Really? As soon as the "scandal" erupted, it was quite clear that the excerpts released by the hackers were cherry-picked for no other reason than the fact that they did not release the entire contents each email from which they pulled it anywhere. A lot of things we say that are perfectly innocent comments can be misconstrued if taken out of context and/or put in a different context. And in the case of ClimateGate that appears to be all that it was.

For example:

"I've just completed Mike's Nature trick of adding in the real temps to each series for the last 20 years (ie from 1981 onwards) and from 1961 for Keith's to hide the decline."

Sounds suspicious, but it actually refers to a decline in the reliability in tree ring data. Look up Divergence Problem for more details about the phenomenon.

And:

"The fact is that we can't account for the lack of warming at the moment and it is a travesty that we can't."

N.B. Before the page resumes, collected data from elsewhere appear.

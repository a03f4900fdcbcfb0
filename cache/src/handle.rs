use core::fmt;
use std::sync::Arc;

use parking_lot::Mutex;
use tracing::debug;

use crate::builder::{CacheConfig, EventCacheBuilder, RecencyPersistence};
use crate::details::EventDetailsCache;
use crate::event::{EventDetails, GitHubEvent};
use crate::index::IndexCache;
use crate::listener::{EvictionListener, EvictionReason};
use crate::metrics::{Metrics, MetricsSnapshot};
use crate::prune::PayloadPruner;
use crate::storage::{safe_get_item, safe_remove_item, safe_set_item, Storage};
use crate::time::Clock;

/// The public face of the two caches.
///
/// Every operation reads the current state from storage, applies its change
/// and writes it back; no cache state is held in memory between calls apart
/// from deferred recency bumps. Storage failures never surface as errors:
/// reads degrade to a miss and writes report `false`.
///
/// Read-modify-write cycles are serialized within one handle. Two handles
/// (or two processes) over the same storage can still overwrite each other.
pub struct EventCache<S: Storage> {
  pub(crate) storage: S,
  pub(crate) config: CacheConfig,
  pub(crate) pruner: Arc<dyn PayloadPruner>,
  pub(crate) clock: Arc<dyn Clock>,
  pub(crate) listener: Option<Arc<dyn EvictionListener>>,
  pub(crate) metrics: Metrics,
  pub(crate) write_lock: Mutex<()>,
  pub(crate) pending_touches: Mutex<Vec<String>>,
}

impl<S: Storage + fmt::Debug> fmt::Debug for EventCache<S> {
  fn fmt(&self, f: &mut fmt::Formatter<'_>) -> fmt::Result {
    f.debug_struct("EventCache")
      .field("storage", &self.storage)
      .field("config", &self.config)
      .field("has_listener", &self.listener.is_some())
      .finish_non_exhaustive()
  }
}

impl<S: Storage> EventCache<S> {
  pub fn builder(storage: S) -> EventCacheBuilder<S> {
    EventCacheBuilder::new(storage)
  }

  pub fn storage(&self) -> &S {
    &self.storage
  }

  pub fn config(&self) -> &CacheConfig {
    &self.config
  }

  pub fn metrics(&self) -> MetricsSnapshot {
    self.metrics.snapshot()
  }

  /// The current details cache as stored, or a fresh one if storage holds
  /// nothing usable. Reading never writes.
  pub fn details_cache(&self) -> EventDetailsCache {
    self.load_details()
  }

  /// Looks up `id` and, on a hit, marks it most recently used.
  ///
  /// With [`RecencyPersistence::OnHit`] the bump is written immediately; a
  /// failed write is logged and the details are still returned. A miss never
  /// writes.
  pub fn get_event_details(&self, id: &str) -> Option<EventDetails> {
    let guard = self.write_lock.lock();
    let mut cache = self.load_details();

    let Some(details) = cache.get(id).cloned() else {
      Metrics::add(&self.metrics.misses, 1);
      return None;
    };
    Metrics::add(&self.metrics.hits, 1);

    match self.config.recency_persistence {
      RecencyPersistence::OnHit => {
        cache.touch(id);
        Metrics::add(&self.metrics.recency_writes, 1);
        let (_, evicted) = self.commit_details(&mut cache);
        drop(guard);
        self.notify(evicted, EvictionReason::Capacity);
      }
      RecencyPersistence::Deferred => {
        self.pending_touches.lock().push(id.to_string());
      }
    }

    Some(details)
  }

  /// Prunes `event`, stores it as the most recently used entry and evicts
  /// down to capacity. Returns whether the write succeeded.
  pub fn add_event_details(&self, event: &GitHubEvent) -> bool {
    self.insert_batch(vec![self.to_details(event)])
  }

  /// Like [`add_event_details`](Self::add_event_details) for many events,
  /// with a single eviction pass after every event is inserted. Later events
  /// in `events` end up more recent than earlier ones.
  pub fn add_many_event_details(&self, events: &[GitHubEvent]) -> bool {
    let batch = events.iter().map(|event| self.to_details(event)).collect();
    self.insert_batch(batch)
  }

  /// Removes a single entry from the details cache. Returns whether the
  /// write succeeded; an id that is not cached needs no write and yields
  /// `true`.
  pub fn invalidate(&self, id: &str) -> bool {
    let guard = self.write_lock.lock();
    let mut cache = self.load_details();

    let Some(removed) = cache.remove(id) else {
      return true;
    };
    Metrics::add(&self.metrics.invalidations, 1);

    let (ok, evicted) = self.commit_details(&mut cache);
    drop(guard);

    if ok {
      self.notify(vec![removed], EvictionReason::Invalidated);
    }
    self.notify(evicted, EvictionReason::Capacity);
    ok
  }

  /// Writes recency bumps queued under [`RecencyPersistence::Deferred`].
  /// Returns `true` when nothing was queued.
  pub fn flush_recency(&self) -> bool {
    let guard = self.write_lock.lock();
    if self.pending_touches.lock().is_empty() {
      return true;
    }

    let mut cache = self.load_details();
    self.apply_pending_touches(&mut cache);
    Metrics::add(&self.metrics.recency_writes, 1);
    let (ok, evicted) = self.commit_details(&mut cache);
    drop(guard);

    self.notify(evicted, EvictionReason::Capacity);
    ok
  }

  /// Removes both the index and the details cache from storage.
  /// Idempotent; removal failures are logged.
  pub fn clear_all_caches(&self) {
    let _guard = self.write_lock.lock();
    self.pending_touches.lock().clear();
    safe_remove_item(&self.storage, &self.config.index_key);
    safe_remove_item(&self.storage, &self.config.details_key);
    debug!(
      index_key = %self.config.index_key,
      details_key = %self.config.details_key,
      "cleared caches"
    );
  }

  /// Overwrites the index cache with the ids of `events`. Returns whether
  /// the write succeeded.
  pub fn update_index_cache(&self, events: &[GitHubEvent], total_count: u64) -> bool {
    let _guard = self.write_lock.lock();
    let ids = events.iter().map(|event| event.id.clone());
    self.write_index_locked(ids, total_count).is_some()
  }

  /// The current index cache as stored, or an empty one.
  pub fn index_cache(&self) -> IndexCache {
    match safe_get_item::<IndexCache>(&self.storage, &self.config.index_key) {
      Some(index) if index.version() == self.config.version => index,
      Some(index) => {
        debug!(
          found = index.version(),
          expected = %self.config.version,
          "index cache version mismatch, treating as absent"
        );
        IndexCache::new(&self.config.version)
      }
      None => IndexCache::new(&self.config.version),
    }
  }

  /// Whether `id` was ever recorded in the index cache.
  pub fn has_seen(&self, id: &str) -> bool {
    self.index_cache().contains(id)
  }

  // --- internals ---

  pub(crate) fn to_details(&self, event: &GitHubEvent) -> EventDetails {
    EventDetails::from_event(event, self.pruner.prune(event))
  }

  pub(crate) fn load_details(&self) -> EventDetailsCache {
    let config = &self.config;
    let mut cache = match safe_get_item::<EventDetailsCache>(&self.storage, &config.details_key) {
      Some(cache) if cache.version() == config.version => cache,
      Some(cache) => {
        debug!(
          found = cache.version(),
          expected = %config.version,
          "details cache version mismatch, treating as absent"
        );
        EventDetailsCache::new(&config.version, config.max_size)
      }
      None => EventDetailsCache::new(&config.version, config.max_size),
    };

    if cache.reconcile() {
      debug!(key = %config.details_key, "repaired inconsistent details cache");
    }
    cache.set_max_size(config.max_size);
    cache
  }

  fn insert_batch(&self, batch: Vec<EventDetails>) -> bool {
    let guard = self.write_lock.lock();
    let (ok, evicted) = self.insert_batch_locked(batch);
    drop(guard);

    self.notify(evicted, EvictionReason::Capacity);
    ok
  }

  /// Caller must hold `write_lock`. Evicted entries are returned only if the
  /// write succeeded.
  pub(crate) fn insert_batch_locked(&self, batch: Vec<EventDetails>) -> (bool, Vec<EventDetails>) {
    let mut cache = self.load_details();
    self.apply_pending_touches(&mut cache);

    for details in batch {
      if cache.upsert(details) {
        Metrics::add(&self.metrics.inserts, 1);
      } else {
        Metrics::add(&self.metrics.updates, 1);
      }
    }

    self.commit_details(&mut cache)
  }

  /// Caller must hold `write_lock`. Returns the number of distinct ids
  /// written, or `None` if the write failed.
  pub(crate) fn write_index_locked<I>(&self, ids: I, total_count: u64) -> Option<usize>
  where
    I: IntoIterator<Item = String>,
  {
    let index = IndexCache::from_ids(&self.config.version, ids, total_count, self.clock.now_millis());
    if safe_set_item(&self.storage, &self.config.index_key, &index) {
      Some(index.len())
    } else {
      Metrics::add(&self.metrics.write_failures, 1);
      None
    }
  }

  // Evicts to capacity, stamps `lastFetched` and persists. Evictions are
  // reported only once they have reached storage.
  fn commit_details(&self, cache: &mut EventDetailsCache) -> (bool, Vec<EventDetails>) {
    let evicted = cache.evict_to_capacity();
    cache.set_last_fetched(self.clock.now_millis());

    let ok = safe_set_item(&self.storage, &self.config.details_key, &*cache);
    if !ok {
      Metrics::add(&self.metrics.write_failures, 1);
      return (false, Vec::new());
    }

    if !evicted.is_empty() {
      Metrics::add(&self.metrics.evicted_by_capacity, evicted.len() as u64);
      debug!(
        evicted = evicted.len(),
        remaining = cache.len(),
        max_size = cache.max_size(),
        "evicted least recently used details"
      );
    }
    (true, evicted)
  }

  fn apply_pending_touches(&self, cache: &mut EventDetailsCache) {
    let pending = std::mem::take(&mut *self.pending_touches.lock());
    for id in &pending {
      cache.touch(id);
    }
  }

  pub(crate) fn notify(&self, entries: Vec<EventDetails>, reason: EvictionReason) {
    if let Some(listener) = &self.listener {
      for details in &entries {
        listener.on_evict(&details.id, details, reason);
      }
    }
  }
}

This is actually in reference to their inability to account for where some of the energy imbalance ended up. This is directly related to the conservation of energy problem I described earlier. They know how much of an energy imbalance there is from satellite data. They just don't have the observational equipment that can accurately track the movement of energy throughout the system. That was in a response to a paper he had ALREADY published earlier that year in which he states the shortcomings of the observational data.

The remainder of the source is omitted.